The problem, of course, is that human beings are remarkably adept at creating incomplete definitions, shades of meaning, evolving definitions and so on that tend to make a mockery of attempts to create artificial intelligences. At the recent Balisage conference in Montreal, I saw someone who had come up with a view of creating Semantics that looked very much like an I Ching (perhaps an AI Ching?), but even among the semanticists in the room there was a lot of skepticism about it.

I think a part of this is because people are beginning to realize that semantics cannot easily be reduced down to atomic components, but that instead such semantics exists more as some type of quantum wave form where different symbols placed in context create an intrinsic coupling that can't necessarily be predicated upon the characteristics of the components that made this coupling. Indeed, I have begun to wonder whether in fact the one thing that quantum computers may actually be good for (besides solving encryption problems) is providing a physical substrate (and hence a theoretical one) for a reasonable understanding of semantics.

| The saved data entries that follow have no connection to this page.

use bevy::prelude::*;

use crate::game::config::{GameConfig, GameConfigHandle};
use crate::game::simulation::physics::{steer_toward, update_headings};
use crate::game::simulation::{ClockId, PhysicsBody, SimConfig, SimScheduleExt, SimSet};
use crate::game::unit::Player;
use crate::game::{GameState, StateRequest};

/// Player acceleration cap, as a multiple of the pursuers' steering force.
const PLAYER_RESPONSIVENESS: f32 = 2.0;

pub struct ControlPlugin;

impl Plugin for ControlPlugin {
    fn build(&self, app: &mut App) {
        app.init_resource::<MoveIntent>()
           .add_systems(Update, (read_movement, handle_pause))
           .add_ticked_sim_systems(SimSet::Gameplay, ClockId::RUNNING, drive_player.before(update_headings));
    }
}

/// Unit-length (or zero) movement direction sampled from input each frame.
#[derive(Resource, Default, Debug, Clone, Copy)]
pub struct MoveIntent(pub Vec2);

fn read_movement(
    keyboard: Res<ButtonInput<KeyCode>>,
    config_handle: Res<GameConfigHandle>,
    game_configs: Res<Assets<GameConfig>>,
    mut intent: ResMut<MoveIntent>,
) {
    let default_config = GameConfig::default();
    let config = game_configs.get(&config_handle.0).unwrap_or(&default_config);

    let mut direction = Vec2::ZERO;
    if keyboard.pressed(config.key_move_up) {
        direction.y += 1.0;
    }
    if keyboard.pressed(config.key_move_down) {
        direction.y -= 1.0;
    }
    if keyboard.pressed(config.key_move_left) {
        direction.x -= 1.0;
    }
    if keyboard.pressed(config.key_move_right) {
        direction.x += 1.0;
    }
    intent.0 = direction.normalize_or_zero();
}

/// Pause toggles Running/Paused; from a level-up screen it resumes.
fn handle_pause(
    keyboard: Res<ButtonInput<KeyCode>>,
    config_handle: Res<GameConfigHandle>,
    game_configs: Res<Assets<GameConfig>>,
    state: Res<State<GameState>>,
    mut requests: MessageWriter<StateRequest>,
) {
    let Some(config) = game_configs.get(&config_handle.0) else { return };
    if !keyboard.just_pressed(config.key_pause) {
        return;
    }

    let next = match state.get() {
        GameState::Running => GameState::Paused,
        GameState::Paused | GameState::LevelUp => GameState::Running,
        GameState::GameOver => return,
    };
    requests.write(StateRequest(next));
}

/// Accelerate the player toward the requested velocity. Knockback decays
/// instead of being overwritten.
fn drive_player(
    mut player: Query<&mut PhysicsBody, With<Player>>,
    intent: Res<MoveIntent>,
    sim_config: Res<SimConfig>,
) {
    let Ok(mut body) = player.single_mut() else { return };
    let desired = intent.0 * sim_config.player_speed;
    let steer = steer_toward(
        body.velocity,
        desired,
        sim_config.max_steering_force * PLAYER_RESPONSIVENESS,
        sim_config.delta(),
    );
    body.acceleration += steer;
}
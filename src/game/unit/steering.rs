use bevy::prelude::*;
use horde_macros::profile;

use crate::game::simulation::physics::steer_toward;
use crate::game::simulation::{
    layers, CollisionBody, CollisionGrid, PhysicsBody, PursuitField, SimConfig, SimGlobalTransform, SimTick,
};
use crate::game::spatial_hash::SpatialMap;
use crate::game::structures::FlowField;

use super::components::{Player, Pursuer};

#[cfg(test)]
#[path = "steering_tests.rs"]
mod tests;

/// Closer than this, separation uses a fixed push instead of 1/distance.
const MIN_SEPARATION_DIST: f32 = 0.5;

/// Inputs shared by every pursuer for one step.
#[derive(Debug, Clone, Copy)]
pub struct PursuitParams {
    pub speed: f32,
    pub neighbor_radius: f32,
    pub separation_radius: f32,
    pub separation_weight: f32,
    pub alignment_weight: f32,
}

impl PursuitParams {
    pub fn from_config(config: &SimConfig) -> Self {
        Self {
            speed: config.pursuer_speed,
            neighbor_radius: config.neighbor_radius,
            separation_radius: config.separation_radius,
            separation_weight: config.separation_weight,
            alignment_weight: config.alignment_weight,
        }
    }
}

/// Velocity a pursuer wants this step.
///
/// The base direction is the field's flow at `position`. Outside the field, or
/// where the flow is zero (centre cell, unreachable cells), it heads straight
/// for the target. Separation and alignment only consider other pursuers
/// found in the collision grid.
pub fn desired_velocity(
    entity: Entity,
    position: Vec2,
    target: Vec2,
    field: &FlowField,
    grid: &SpatialMap<CollisionBody>,
    params: &PursuitParams,
) -> Vec2 {
    let toward = field
        .direction_at(position)
        .filter(|dir| *dir != Vec2::ZERO)
        .unwrap_or_else(|| (target - position).normalize_or_zero());

    let neighbor_radius_sq = params.neighbor_radius * params.neighbor_radius;
    let separation_radius_sq = params.separation_radius * params.separation_radius;

    let mut separation = Vec2::ZERO;
    let mut alignment = Vec2::ZERO;
    let mut neighbors = 0u32;

    grid.for_each_near(position, |other| {
        if other.entity == entity || other.layers & layers::PURSUER == 0 {
            return;
        }
        let diff = position - other.position;
        let dist_sq = diff.length_squared();
        if dist_sq > neighbor_radius_sq {
            return;
        }

        alignment += other.velocity;
        neighbors += 1;

        if dist_sq < separation_radius_sq {
            let dist = dist_sq.sqrt();
            if dist > MIN_SEPARATION_DIST {
                separation += diff / dist_sq;
            } else {
                separation += Vec2::X / MIN_SEPARATION_DIST;
            }
        }
    });

    let mut direction = toward;
    if neighbors > 0 {
        if params.separation_weight > 0.0 {
            direction += separation.normalize_or_zero() * params.separation_weight;
        }
        if params.alignment_weight > 0.0 {
            direction += (alignment / neighbors as f32).normalize_or_zero() * params.alignment_weight;
        }
    }

    direction.normalize_or_zero() * params.speed
}

/// Steers every pursuer toward the player along the pursuit field.
///
/// Reads the collision grid built this step, so it must run after the physics
/// phases. Writes only each pursuer's own acceleration.
#[profile(2)]
pub fn steer_pursuers(
    mut pursuers: Query<(Entity, &SimGlobalTransform, &mut PhysicsBody), With<Pursuer>>,
    player: Query<&SimGlobalTransform, (With<Player>, Without<Pursuer>)>,
    field: Res<PursuitField>,
    grid: Res<CollisionGrid>,
    sim_config: Res<SimConfig>,
    #[allow(unused_variables)] tick: Res<SimTick>,
) {
    let Ok(player_transform) = player.single() else {
        return;
    };
    let target = player_transform.position();
    let params = PursuitParams::from_config(&sim_config);
    let max_force = sim_config.max_steering_force;
    let delta = sim_config.delta();

    pursuers.par_iter_mut().for_each(|(entity, transform, mut body)| {
        let desired = desired_velocity(entity, transform.position(), target, &field.0, &grid.0, &params);
        let steer = steer_toward(body.velocity, desired, max_force, delta);
        body.acceleration += steer;
    });

    crate::profile_log!(tick, "[STEERING] {} pursuers", pursuers.iter().count());
}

Metaphors, on the other hand, are both easier to understand and more approachable. A metaphor is at its core a mapping between two sets of symbologies.  As a literary device, metaphors and similes tend to become confused, but there are differences - a simile is usually short, highly structured, and embedded within a context "She moved like a cat defending her tail from too many feet." A metaphor, on the other hand, typically is more extended, more loosely structured, and is typically stand-alone. "She was a cat, her tail twitching frantically among the inattentive feet of passer-bys, moving gracefully but with a wariness that bordered on panic."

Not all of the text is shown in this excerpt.